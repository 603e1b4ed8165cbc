//! Server transaction behaviour over a mock transport, on a paused clock.

mod common;

use common::*;
use tokio::time::{sleep, Duration};

use sipwire_dialog_core::transaction::utils::create_response;
use sipwire_dialog_core::transaction::Error;
use sipwire_dialog_core::{TransactionEvent, TransactionKey, TransactionState};
use sipwire_sip_core::{HeaderAccess, Method, Request, StatusCode};

fn new_request_key(events: &[TransactionEvent]) -> TransactionKey {
    events
        .iter()
        .find_map(|e| match e {
            TransactionEvent::NewRequest { transaction_id, .. } => Some(transaction_id.clone()),
            _ => None,
        })
        .expect("no NewRequest event")
}

/// ACK for a 2xx: same dialog identifiers, a branch of its own.
fn ack_for_2xx(invite: &Request, branch: &str) -> Request {
    let mut ack = incoming(Method::Ack, branch, invite.cseq().unwrap().seq);
    ack.to_address_mut().unwrap().set_tag("alice-tag");
    ack
}

#[tokio::test(start_paused = true)]
async fn duplicate_requests_reach_the_application_once() {
    let mut stack = TestStack::new(false);
    let options = incoming(Method::Options, "z9hG4bKdup1", 1);

    for _ in 0..5 {
        stack.deliver(options.clone()).await;
    }

    let events = stack.drain();
    assert_eq!(
        count(&events, |e| matches!(e, TransactionEvent::NewRequest { .. })),
        1
    );
    let key = new_request_key(&events);
    assert!(key.is_server());
    assert_eq!(stack.manager.state(&key).unwrap(), TransactionState::Trying);
    // Absorbed while Trying: nothing to resend yet
    assert!(stack.transport.sent().is_empty());

    stack
        .manager
        .send_response(&key, create_response(&options, StatusCode::OK))
        .await
        .unwrap();
    settle().await;
    assert_eq!(stack.manager.state(&key).unwrap(), TransactionState::Completed);
    assert_eq!(stack.transport.sent_responses(StatusCode::OK).len(), 1);

    // A duplicate in Completed gets the final response again
    stack.deliver(options.clone()).await;
    stack.deliver(options).await;
    assert_eq!(stack.transport.sent_responses(StatusCode::OK).len(), 3);
    assert_eq!(
        count(&stack.drain(), |e| matches!(e, TransactionEvent::NewRequest { .. })),
        0
    );

    // Timer J
    sleep(Duration::from_secs(33)).await;
    assert!(!stack.manager.transaction_exists(&key));
}

#[tokio::test(start_paused = true)]
async fn invite_gets_automatic_trying() {
    let mut stack = TestStack::new(false);
    let invite = incoming(Method::Invite, "z9hG4bKinv1", 1);
    stack.deliver(invite.clone()).await;
    let key = new_request_key(&stack.drain());
    assert_eq!(stack.manager.state(&key).unwrap(), TransactionState::Proceeding);
    assert!(stack.transport.sent_responses(StatusCode::TRYING).is_empty());

    sleep(Duration::from_millis(250)).await;
    let trying = stack.transport.sent_responses(StatusCode::TRYING);
    assert_eq!(trying.len(), 1);
    assert_eq!(trying[0].top_via().and_then(|v| v.branch()), Some("z9hG4bKinv1"));

    // A retransmitted INVITE gets the last provisional response
    stack.deliver(invite).await;
    assert_eq!(stack.transport.sent_responses(StatusCode::TRYING).len(), 2);
}

#[tokio::test(start_paused = true)]
async fn early_provisional_suppresses_trying() {
    let mut stack = TestStack::new(false);
    let invite = incoming(Method::Invite, "z9hG4bKinv2", 1);
    stack.deliver(invite.clone()).await;
    let key = new_request_key(&stack.drain());

    let mut ringing = create_response(&invite, StatusCode::RINGING);
    ringing.to_address_mut().unwrap().set_tag("alice-tag");
    stack.manager.send_response(&key, ringing).await.unwrap();
    sleep(Duration::from_millis(500)).await;

    assert!(stack.transport.sent_responses(StatusCode::TRYING).is_empty());
    assert_eq!(stack.transport.sent_responses(StatusCode::RINGING).len(), 1);
}

#[tokio::test(start_paused = true)]
async fn failure_is_retransmitted_until_ack() {
    let mut stack = TestStack::new(false);
    let invite = incoming(Method::Invite, "z9hG4bKinv3", 1);
    stack.deliver(invite.clone()).await;
    let key = new_request_key(&stack.drain());

    let mut busy = create_response(&invite, StatusCode::BUSY_HERE);
    busy.to_address_mut().unwrap().set_tag("alice-tag");
    stack.manager.send_response(&key, busy).await.unwrap();
    settle().await;
    assert_eq!(stack.manager.state(&key).unwrap(), TransactionState::Completed);

    // Timer G: 500ms, then 1s
    sleep(Duration::from_millis(1600)).await;
    assert_eq!(stack.transport.sent_responses(StatusCode::BUSY_HERE).len(), 3);

    // The ACK for a failure shares the INVITE branch and stays here
    let mut ack = incoming(Method::Ack, "z9hG4bKinv3", 1);
    ack.to_address_mut().unwrap().set_tag("alice-tag");
    stack.deliver(ack.clone()).await;
    assert_eq!(stack.manager.state(&key).unwrap(), TransactionState::Confirmed);
    stack.deliver(ack).await;

    let events = stack.drain();
    assert_eq!(
        count(&events, |e| matches!(
            e,
            TransactionEvent::AckReceived { .. } | TransactionEvent::StrayRequest { .. }
        )),
        0
    );

    // No more retransmissions; Timer I ends the transaction after T4
    sleep(Duration::from_secs(6)).await;
    assert_eq!(stack.transport.sent_responses(StatusCode::BUSY_HERE).len(), 3);
    assert!(!stack.manager.transaction_exists(&key));
}

#[tokio::test(start_paused = true)]
async fn missing_ack_times_out_once() {
    let mut stack = TestStack::new(false);
    let invite = incoming(Method::Invite, "z9hG4bKinv4", 1);
    stack.deliver(invite.clone()).await;
    let key = new_request_key(&stack.drain());

    let mut busy = create_response(&invite, StatusCode::BUSY_HERE);
    busy.to_address_mut().unwrap().set_tag("alice-tag");
    stack.manager.send_response(&key, busy).await.unwrap();

    sleep(Duration::from_secs(40)).await;
    let events = stack.drain();
    assert_eq!(count(&events, |e| matches!(e, TransactionEvent::AckTimeout { .. })), 1);
    assert!(!stack.manager.transaction_exists(&key));
}

#[tokio::test(start_paused = true)]
async fn accepted_invite_delivers_the_2xx_ack_once() {
    let mut stack = TestStack::new(false);
    let invite = incoming(Method::Invite, "z9hG4bKinv5", 1);
    stack.deliver(invite.clone()).await;
    let key = new_request_key(&stack.drain());

    let mut ok = create_response(&invite, StatusCode::OK);
    ok.to_address_mut().unwrap().set_tag("alice-tag");
    stack.manager.send_response(&key, ok).await.unwrap();
    settle().await;
    assert_eq!(stack.manager.state(&key).unwrap(), TransactionState::Accepted);

    // The 2xx is retransmitted until the ACK shows up
    sleep(Duration::from_millis(600)).await;
    assert_eq!(stack.transport.sent_responses(StatusCode::OK).len(), 2);

    let ack = ack_for_2xx(&invite, "z9hG4bKack5");
    stack.deliver(ack.clone()).await;
    stack.deliver(ack).await;

    let events = stack.drain();
    assert_eq!(count(&events, |e| matches!(e, TransactionEvent::AckReceived { .. })), 1);
    assert_eq!(count(&events, |e| matches!(e, TransactionEvent::StrayRequest { .. })), 0);

    sleep(Duration::from_secs(5)).await;
    assert_eq!(stack.transport.sent_responses(StatusCode::OK).len(), 2);

    // Timer L
    sleep(Duration::from_secs(30)).await;
    assert!(!stack.manager.transaction_exists(&key));
}

#[tokio::test(start_paused = true)]
async fn ack_without_transaction_is_stray() {
    let mut stack = TestStack::new(false);
    let invite = incoming(Method::Invite, "z9hG4bKnever", 1);
    stack.deliver(ack_for_2xx(&invite, "z9hG4bKlost")).await;

    let events = stack.drain();
    assert_eq!(events.len(), 1);
    assert!(matches!(events[0], TransactionEvent::StrayRequest { .. }));
}

#[tokio::test(start_paused = true)]
async fn responding_on_unknown_transaction_is_a_protocol_violation() {
    let stack = TestStack::new(false);
    let options = incoming(Method::Options, "z9hG4bKghost", 1);
    let key = TransactionKey::from_request(&options).unwrap();

    assert!(matches!(
        stack
            .manager
            .send_response(&key, create_response(&options, StatusCode::OK))
            .await,
        Err(Error::ProtocolViolation(_))
    ));
}

#[tokio::test(start_paused = true)]
async fn request_without_branch_is_dropped() {
    let mut stack = TestStack::new(false);
    let text = "OPTIONS sip:alice@192.0.2.1 SIP/2.0\r\n\
        Via: SIP/2.0/UDP 192.0.2.4\r\n\
        From: <sip:bob@biloxi.com>;tag=a6c85cf\r\n\
        To: <sip:alice@atlanta.com>\r\n\
        Call-ID: nobranch@biloxi.com\r\n\
        CSeq: 1 OPTIONS\r\n\
        Content-Length: 0\r\n\r\n";
    let request = sipwire_sip_core::parse_message(text.as_bytes()).unwrap();
    stack.deliver(request).await;

    assert!(stack.drain().is_empty());
    assert_eq!(stack.manager.transaction_count(), 0);
}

TASK DESCRIPTION –
Please return exactly the lines from the opening line of the data above through the line with "use sipwire_dialog_core::transaction::Error;", both included and nothing else.

OUTPUT FOR THIS EXERCISE –
repository 603e1b4ed8165cbc
//! Server transaction behaviour over a mock transport, on a paused clock.

mod common;

use common::*;
use tokio::time::{sleep, Duration};

use sipwire_dialog_core::transaction::utils::create_response;
use sipwire_dialog_core::transaction::Error;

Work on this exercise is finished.